Le mie afriche


“C’è l’ho fatta”.- Arrivo un po’ trafelato al gate da cui, tra dieci minuti, mi imbarcherò per Milano. Non ero sicuro di riuscire a prendere la coincidenza Lisbona Milano. Un’ora di tempo tra un volo a l’altro non è molto, soprattutto se il mio aereo arriva da Dakar. Di solito i voli da Dakar arrivano con almeno un ora di ritardo. Invece stavolta il volo Dakar-Lisbona è arrivato persino in anticipo ed io sono pronto ad imbarcarmi per Milano. Ho persino il tempo di prendere un caffè al bar che vedo a pochi metri. Che bello essere in Europa! Ritiro fuori dalla tasca segreta i miei Euro ed ordino un caffe in un inglese stentato, dopo essermi chieste se un barista portoghese preferisce che gli si parli in inglese, francese od addirittura italiano. Che sorpresa, un caffè vero! O gioia immensa un-caffe-quasi-italiano dopo due settimane di nescaffe ed intrugli vari! Non posso fare a meno di pensare a quando, in occasioni precedenti, mi sono fatto due risate sulla mania degli italiani di cercare un caffe italiano in tutte le parti del mondo…

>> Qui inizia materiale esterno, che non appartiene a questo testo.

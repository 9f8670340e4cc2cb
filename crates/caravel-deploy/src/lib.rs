//! Caravel Deploy - Release lifecycle management
//!
//! Drives rendered descriptor sets through their lifecycle:
//! - `ReleaseManager`: install / upgrade / rollback / uninstall with
//!   halt-and-resume semantics
//! - `Orchestrator`: the collaborator interface that applies resources
//! - `StateStore`: durable release state (`FileStore`, `MemoryStore`)
//! - `InstanceTracker`: probe-driven workload health interpretation

pub mod error;
pub mod health;
pub mod manager;
pub mod orchestrator;
pub mod release;
pub mod store;

#[cfg(test)]
pub(crate) mod testutil;

pub use error::{DeployError, Result};
pub use health::{InstanceHealth, InstanceTracker, ProbeKind, ProbeOutcome, ProbeResult};
pub use manager::ReleaseManager;
pub use orchestrator::{DirOrchestrator, MockOrchestrator, OrchestrationFailure, Orchestrator};
pub use release::{ConditionStatus, Release, ReleaseState, ResourceCondition};
pub use store::{FileStore, MemoryStore, StateStore};
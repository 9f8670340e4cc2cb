//! Probe-driven health policy.
//!
//! This module does not run probes or restart anything; it defines the
//! contract an external supervisor applies and interprets the probe
//! outcomes it reports back. Readiness gates traffic admission: an
//! instance past its readiness failure threshold is removed from routing
//! but left running. Liveness gates replacement: an instance past its
//! liveness failure threshold is marked `Unhealthy`, and the supervisor
//! is contracted to replace it. An `Unhealthy` verdict is sticky; the
//! replacement instance starts with a fresh tracker.

use chrono::{DateTime, Utc};
use serde::{Deserialize, Serialize};

use caravel_core::ProbeConfig;

/// Which probe produced a result
#[derive(Debug, Clone, Copy, PartialEq, Eq, Serialize, Deserialize)]
#[serde(rename_all = "lowercase")]
pub enum ProbeKind {
    Liveness,
    Readiness,
}

/// Outcome of one probe execution
#[derive(Debug, Clone, Copy, PartialEq, Eq, Serialize, Deserialize)]
#[serde(rename_all = "lowercase")]
pub enum ProbeOutcome {
    Pass,
    Fail,
}

/// One probe execution reported by the supervisor. Transient; consumed
/// to advance the health state machine and not persisted.
#[derive(Debug, Clone, Serialize, Deserialize)]
#[serde(rename_all = "camelCase")]
pub struct ProbeResult {
    pub kind: ProbeKind,
    pub outcome: ProbeOutcome,
    pub timestamp: DateTime<Utc>,
}

impl ProbeResult {
    pub fn now(kind: ProbeKind, outcome: ProbeOutcome) -> Self {
        Self {
            kind,
            outcome,
            timestamp: Utc::now(),
        }
    }
}

/// Local view of one workload instance's health
#[derive(Debug, Clone, Copy, PartialEq, Eq, Serialize, Deserialize)]
#[serde(rename_all = "kebab-case")]
pub enum InstanceHealth {
    /// No readiness pass observed yet; not routed
    Starting,

    /// Passing readiness; admitted to service routing
    Ready,

    /// Past the readiness failure threshold; removed from routing,
    /// not restarted
    NotReady,

    /// Past the liveness failure threshold; supervisor must replace
    Unhealthy,
}

impl std::fmt::Display for InstanceHealth {
    fn fmt(&self, f: &mut std::fmt::Formatter<'_>) -> std::fmt::Result {
        let name = match self {
            Self::Starting => "starting",
            Self::Ready => "ready",
            Self::NotReady => "not-ready",
            Self::Unhealthy => "unhealthy",
        };
        write!(f, "{name}")
    }
}

/// Consecutive-failure tracker for one workload instance.
///
/// Thresholds come from the workload's probe specs; a probe kind the
/// workload does not declare is ignored entirely.
#[derive(Debug, Clone)]
pub struct InstanceTracker {
    liveness_threshold: Option<u32>,
    readiness_threshold: Option<u32>,
    consecutive_liveness_failures: u32,
    consecutive_readiness_failures: u32,
    health: InstanceHealth,
}

impl InstanceTracker {
    pub fn new(probes: &ProbeConfig) -> Self {
        let readiness_threshold = probes.readiness.as_ref().map(|p| p.failure_threshold);
        Self {
            liveness_threshold: probes.liveness.as_ref().map(|p| p.failure_threshold),
            readiness_threshold,
            consecutive_liveness_failures: 0,
            consecutive_readiness_failures: 0,
            // With no readiness probe declared nothing gates admission;
            // the instance is routable from the start.
            health: if readiness_threshold.is_some() {
                InstanceHealth::Starting
            } else {
                InstanceHealth::Ready
            },
        }
    }

    pub fn health(&self) -> InstanceHealth {
        self.health
    }

    /// Whether traffic may be routed to this instance.
    pub fn is_routable(&self) -> bool {
        self.health == InstanceHealth::Ready
    }

    /// Whether the supervisor is contracted to replace this instance.
    pub fn needs_replacement(&self) -> bool {
        self.health == InstanceHealth::Unhealthy
    }

    /// Advance the state machine with one probe result.
    pub fn observe(&mut self, result: &ProbeResult) -> InstanceHealth {
        // Unhealthy is terminal for this instance; the replacement gets
        // a fresh tracker.
        if self.health == InstanceHealth::Unhealthy {
            return self.health;
        }

        match (result.kind, result.outcome) {
            (ProbeKind::Liveness, ProbeOutcome::Pass) => {
                self.consecutive_liveness_failures = 0;
            }
            (ProbeKind::Liveness, ProbeOutcome::Fail) => {
                if let Some(threshold) = self.liveness_threshold {
                    self.consecutive_liveness_failures += 1;
                    if self.consecutive_liveness_failures >= threshold {
                        self.health = InstanceHealth::Unhealthy;
                    }
                }
            }
            (ProbeKind::Readiness, ProbeOutcome::Pass) => {
                self.consecutive_readiness_failures = 0;
                if self.readiness_threshold.is_some() {
                    self.health = InstanceHealth::Ready;
                }
            }
            (ProbeKind::Readiness, ProbeOutcome::Fail) => {
                if let Some(threshold) = self.readiness_threshold {
                    self.consecutive_readiness_failures += 1;
                    if self.consecutive_readiness_failures >= threshold {
                        self.health = InstanceHealth::NotReady;
                    }
                }
            }
        }
        self.health
    }
}
//! Display formatting for CLI output.

use chrono::{DateTime, Utc};
use console::{style, StyledObject};

use caravel_deploy::{ConditionStatus, Release, ReleaseState};

/// Styled state name for terminal output
pub fn styled_state(state: &ReleaseState) -> StyledObject<String> {
    let name = state.status_name().to_string();
    match state {
        ReleaseState::Active => style(name).green(),
        ReleaseState::Degraded { .. } => style(name).red().bold(),
        ReleaseState::Superseded | ReleaseState::Absent => style(name).dim(),
        _ => style(name).yellow(),
    }
}

/// `2h`, `3d`, `15s` style age display
pub fn format_age(timestamp: DateTime<Utc>) -> String {
    let elapsed = Utc::now().signed_duration_since(timestamp);
    if elapsed.num_days() > 0 {
        format!("{}d", elapsed.num_days())
    } else if elapsed.num_hours() > 0 {
        format!("{}h", elapsed.num_hours())
    } else if elapsed.num_minutes() > 0 {
        format!("{}m", elapsed.num_minutes())
    } else {
        format!("{}s", elapsed.num_seconds().max(0))
    }
}

/// Full status block for one release
pub fn print_release(release: &Release) {
    println!("{}: {}", style("Name").bold(), release.name);
    println!("{}: {}", style("Version").bold(), release.version);
    println!("{}: {}", style("State").bold(), styled_state(&release.state));
    if let ReleaseState::Degraded {
        last_applied_index,
        reason,
    } = &release.state
    {
        match last_applied_index {
            Some(i) => println!(
                "  halted after resource {i}: {}",
                style(reason).red()
            ),
            None => println!("  halted before any resource applied: {}", style(reason).red()),
        }
    }
    println!(
        "{}: {}",
        style("Updated").bold(),
        format_age(release.updated_at)
    );

    if !release.conditions.is_empty() {
        println!("{}:", style("Resources").bold());
        for condition in &release.conditions {
            let marker = match condition.status {
                ConditionStatus::Applied => style("✓".to_string()).green(),
                ConditionStatus::Unchanged => style("=".to_string()).dim(),
                ConditionStatus::Deleted => style("-".to_string()).dim(),
                ConditionStatus::Failed => style("✗".to_string()).red(),
                ConditionStatus::Pending => style("·".to_string()).dim(),
            };
            match &condition.message {
                Some(message) => {
                    println!("  {marker} {} ({}): {message}", condition.resource, condition.status)
                }
                None => println!("  {marker} {} ({})", condition.resource, condition.status),
            }
        }
    }
}

/// One-line-per-release table
pub fn print_release_table(releases: &[Release]) {
    if releases.is_empty() {
        println!("No releases found");
        return;
    }
    println!(
        "{:<24} {:>8}  {:<12} {:>8}",
        style("NAME").bold(),
        style("VERSION").bold(),
        style("STATE").bold(),
        style("UPDATED").bold()
    );
    for release in releases {
        println!(
            "{:<24} {:>8}  {:<12} {:>8}",
            release.name,
            release.version,
            styled_state(&release.state),
            format_age(release.updated_at)
        );
    }
}

/// Version-per-line history table for one release
pub fn print_history(releases: &[Release]) {
    println!(
        "{:>8}  {:<12} {:>8}",
        style("VERSION").bold(),
        style("STATE").bold(),
        style("UPDATED").bold()
    );
    for release in releases {
        println!(
            "{:>8}  {:<12} {:>8}",
            release.version,
            styled_state(&release.state),
            format_age(release.updated_at)
        );
    }
}

#[cfg(test)]
mod tests {
    use super::*;
    use chrono::Duration;

    #[test]
    fn test_format_age_units() {
        assert_eq!(format_age(Utc::now()), "0s");
        assert_eq!(format_age(Utc::now() - Duration::minutes(5)), "5m");
        assert_eq!(format_age(Utc::now() - Duration::hours(3)), "3h");
        assert_eq!(format_age(Utc::now() - Duration::days(2)), "2d");
    }
}
//! Resource descriptors
//!
//! A `ResourceDescriptor` is the unit the orchestrator consumes: a
//! structured description of one infrastructure object, carrying a stable
//! identity (kind + name) used for apply ordering, diffing, and idempotent
//! re-application.

use indexmap::IndexMap;
use serde::{Deserialize, Serialize};
use sha2::{Digest, Sha256};

use crate::config::{ExposureKind, ProbeConfig, PullPolicy, ResourceLimits};
use crate::error::Result;
use crate::partition::{ConfigPartition, SecretPartition, REDACTED};

/// Kinds of infrastructure objects this engine renders
#[derive(Debug, Clone, Copy, PartialEq, Eq, Hash, PartialOrd, Ord, Serialize, Deserialize)]
pub enum ResourceKind {
    ConfigMap,
    Secret,
    Deployment,
    Service,
}

impl std::fmt::Display for ResourceKind {
    fn fmt(&self, f: &mut std::fmt::Formatter<'_>) -> std::fmt::Result {
        let s = match self {
            Self::ConfigMap => "ConfigMap",
            Self::Secret => "Secret",
            Self::Deployment => "Deployment",
            Self::Service => "Service",
        };
        write!(f, "{}", s)
    }
}

/// Stable identity of a descriptor
#[derive(Debug, Clone, PartialEq, Eq, Hash, PartialOrd, Ord, Serialize, Deserialize)]
pub struct ResourceId {
    pub kind: ResourceKind,
    pub name: String,
}

impl ResourceId {
    pub fn new(kind: ResourceKind, name: impl Into<String>) -> Self {
        Self {
            kind,
            name: name.into(),
        }
    }
}

impl std::fmt::Display for ResourceId {
    fn fmt(&self, f: &mut std::fmt::Formatter<'_>) -> std::fmt::Result {
        write!(f, "{}/{}", self.kind, self.name)
    }
}

/// One rendered infrastructure object
#[derive(Debug, Clone, PartialEq, Serialize, Deserialize)]
#[serde(tag = "kind", rename_all = "camelCase")]
pub enum ResourceDescriptor {
    ConfigMap(ConfigMapDescriptor),
    Secret(SecretDescriptor),
    Deployment(DeploymentDescriptor),
    Service(ServiceDescriptor),
}

impl ResourceDescriptor {
    pub fn id(&self) -> ResourceId {
        match self {
            Self::ConfigMap(d) => ResourceId::new(ResourceKind::ConfigMap, &d.name),
            Self::Secret(d) => ResourceId::new(ResourceKind::Secret, &d.name),
            Self::Deployment(d) => ResourceId::new(ResourceKind::Deployment, &d.name),
            Self::Service(d) => ResourceId::new(ResourceKind::Service, &d.name),
        }
    }

    pub fn name(&self) -> &str {
        match self {
            Self::ConfigMap(d) => &d.name,
            Self::Secret(d) => &d.name,
            Self::Deployment(d) => &d.name,
            Self::Service(d) => &d.name,
        }
    }

    /// Full wire serialization, as handed to the orchestrator
    ///
    /// Contains secret values in cleartext for `Secret` descriptors; use
    /// [`ResourceDescriptor::to_redacted_yaml`] for anything user-facing.
    pub fn to_yaml(&self) -> Result<String> {
        Ok(serde_yaml::to_string(self)?)
    }

    /// Display serialization: identical to [`to_yaml`](Self::to_yaml)
    /// except secret values are replaced by a redaction marker
    pub fn to_redacted_yaml(&self) -> Result<String> {
        match self {
            Self::Secret(d) => {
                let redacted = Self::Secret(SecretDescriptor {
                    name: d.name.clone(),
                    data: d.data.redacted_clone(),
                });
                Ok(serde_yaml::to_string(&redacted)?)
            }
            other => other.to_yaml(),
        }
    }

    /// Content hash over the canonical JSON form
    ///
    /// Identical configuration always yields identical hashes, which is
    /// what makes no-op detection during upgrade reliable.
    pub fn content_hash(&self) -> Result<String> {
        let json = serde_json::to_vec(self)?;
        let digest = Sha256::digest(&json);
        Ok(hex::encode(digest))
    }
}

/// ConfigPartition rendered as a resource
#[derive(Debug, Clone, PartialEq, Serialize, Deserialize)]
pub struct ConfigMapDescriptor {
    pub name: String,
    pub data: ConfigPartition,
}

/// SecretPartition rendered as a resource
///
/// `Debug` goes through [`SecretData`], which redacts.
#[derive(Debug, Clone, PartialEq, Serialize, Deserialize)]
pub struct SecretDescriptor {
    pub name: String,
    pub data: SecretData,
}

/// Secret payload wrapper
///
/// Serializes with real values (the orchestrator needs them); debugs and
/// displays with key names only.
#[derive(Clone, PartialEq, Serialize, Deserialize)]
#[serde(transparent)]
pub struct SecretData(SecretPartition);

impl SecretData {
    pub fn new(partition: SecretPartition) -> Self {
        Self(partition)
    }

    pub fn keys(&self) -> impl Iterator<Item = &str> {
        self.0.keys()
    }

    pub fn reveal(&self, key: &str) -> Option<&str> {
        self.0.reveal(key)
    }

    pub fn len(&self) -> usize {
        self.0.len()
    }

    pub fn is_empty(&self) -> bool {
        self.0.is_empty()
    }

    fn redacted_clone(&self) -> SecretData {
        SecretData(SecretPartition::from_entries(self.0.redacted()))
    }
}

impl std::fmt::Debug for SecretData {
    fn fmt(&self, f: &mut std::fmt::Formatter<'_>) -> std::fmt::Result {
        write!(f, "{:?}", self.0)
    }
}

/// A workload rendered as a deployment
#[derive(Debug, Clone, PartialEq, Serialize, Deserialize)]
#[serde(rename_all = "camelCase")]
pub struct DeploymentDescriptor {
    pub name: String,

    /// Selector labels, shared verbatim with the owning service
    pub labels: IndexMap<String, String>,

    /// Full image reference (`repository:tag`)
    pub image: String,

    pub pull_policy: PullPolicy,

    pub replicas: i64,

    pub container_port: i64,

    pub resources: ResourceLimits,

    /// Env bindings; references stay references, they are never inlined
    pub env: Vec<EnvBinding>,

    /// Probe contract the supervisor must honor
    pub probes: ProbeConfig,
}

/// A resolved environment binding
#[derive(Debug, Clone, PartialEq, Serialize, Deserialize)]
#[serde(rename_all = "camelCase")]
pub struct EnvBinding {
    pub name: String,
    #[serde(flatten)]
    pub value: BoundValue,
}

/// Where a binding's value materializes at run time
///
/// Secret and config references carry the owning resource name plus the
/// key; the value itself stays in its partition descriptor.
#[derive(Debug, Clone, PartialEq, Serialize, Deserialize)]
#[serde(rename_all = "camelCase")]
pub enum BoundValue {
    Literal(String),
    ConfigMapRef { resource: String, key: String },
    SecretRef { resource: String, key: String },
}

/// A workload's service rendered as a resource
#[derive(Debug, Clone, PartialEq, Serialize, Deserialize)]
#[serde(rename_all = "camelCase")]
pub struct ServiceDescriptor {
    pub name: String,

    /// Must equal the owning deployment's labels
    pub selector: IndexMap<String, String>,

    pub exposure: ExposureKind,

    pub port: i64,

    pub target_port: i64,

    #[serde(default, skip_serializing_if = "Option::is_none")]
    pub external_port: Option<i64>,
}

Tra volo e viaggio da Milano a Torino ho davanti tre, quattro ore per pensare e capire: per esempio perché continuo ad andare in Africa, cosa mi spinge in quest’opera quasi missionaria a me che sono così intimamente allergico alle religioni. Perché, malgrado la mia indole tranquilla ed un po’ scansafatiche, prendo il mio corpo (che non ne vorrebbe sapere di spostarsi dal divano del salotto), lo metto su un aereo per Dakar, su vari taxi scassati, furgoncini fatiscenti, carri trainati da cavallo in giro in lungo e largo per la periferia di Dakar, fino alle remote regioni della Casamance e del Fouta. Tutto questo almeno una volta all’anno dal 1998. Cos’è questo viaggio, il settimo, l’ottavo? Prendo il passaporto e cerco di contare i bolli della Repubblica Senegalese; li conto tutti e divido per due così saprò quante volte sono andato in Senegal. Ma chiamano il mio volo … devo andare, sarà per un’altra volta.

Quattordici diviso due sette. Quest’ultimo è il mio settimo viaggio in Senegal. Pensavo di esserci stato più volte, addirittura otto… già mi stavo chiedendo perché torno in Africa. La domanda era stato sotterrata da quel misto di curiosità eccitazione e terrore che mi pervade quando sono in Aereo, ma ora che sono a terra, nella navetta Malpensa-Stazione Centrale Milano sono abbastanza rilassato da chiedermelo. Non si tratta di una domanda semplice: ci sono delle cose che fai perché c’è una motivazione chiara, razionale. Vado al ristorante perché ho fame, vedo un amico perché mi va di farlo, passeggio con Irene perché amo parlare con lei mentre camminiamo. Ma andare in Africa non si può spiegare con semplicità. Cerco di riordinare le idee.

Mi viene in mente un altro viaggio, un’altra attesa di una coincidenza, questa volta a Bruxelles, penso nel 1999. Penso alle parole di Lucia, mentre si discuteva sulle sensazioni fresche del mio secondo viaggio in Africa (per lei doveva essere il terzo od il quarto). Non me le ricordo con esattezza, ma il senso era “in Africa è tutto un caos, le condizioni sono invilibili, ma negli africani c’è energia, c’è voglia di stare insieme e di crescere, di parlare fino a notte inoltrata. In Europa ci sono i mezzi più complessi e potenti del mondo, ma quell’energia si è spenta”

Già, l’energia. Forse da quella chiacchierata è nato il mio concetto di “Africa cuore emotivo del pianeta”; ma sarà poi un mio concetto o l’ho copiato da qualcun altro di cui non ricordo nemmeno il nome? Poco importa, il concetto mi piace e l’ho fatto mio. Lo ripeto spesso ed a volte, chi mi sta attorno, lo assimila e lo fa suo, proprio come ho fatto io. Mi ricordo ad esempio di quella volta che, sulla RER di Parigi, Massimo rimase colpito dalla reazione eccessivamente emotiva di un francese di colore davanti a quello che aveva appena vomitato un nostro compagno di viaggio. In quel momento mi disse “Hai proprio ragione, gli africani sono molto emotivi…”; benché so che Massimo mi tiene nella più grande considerazione, penso che quella sia stata la volta in cui ha esternato questo rispetto nei miei confronti nella maniera più lampante.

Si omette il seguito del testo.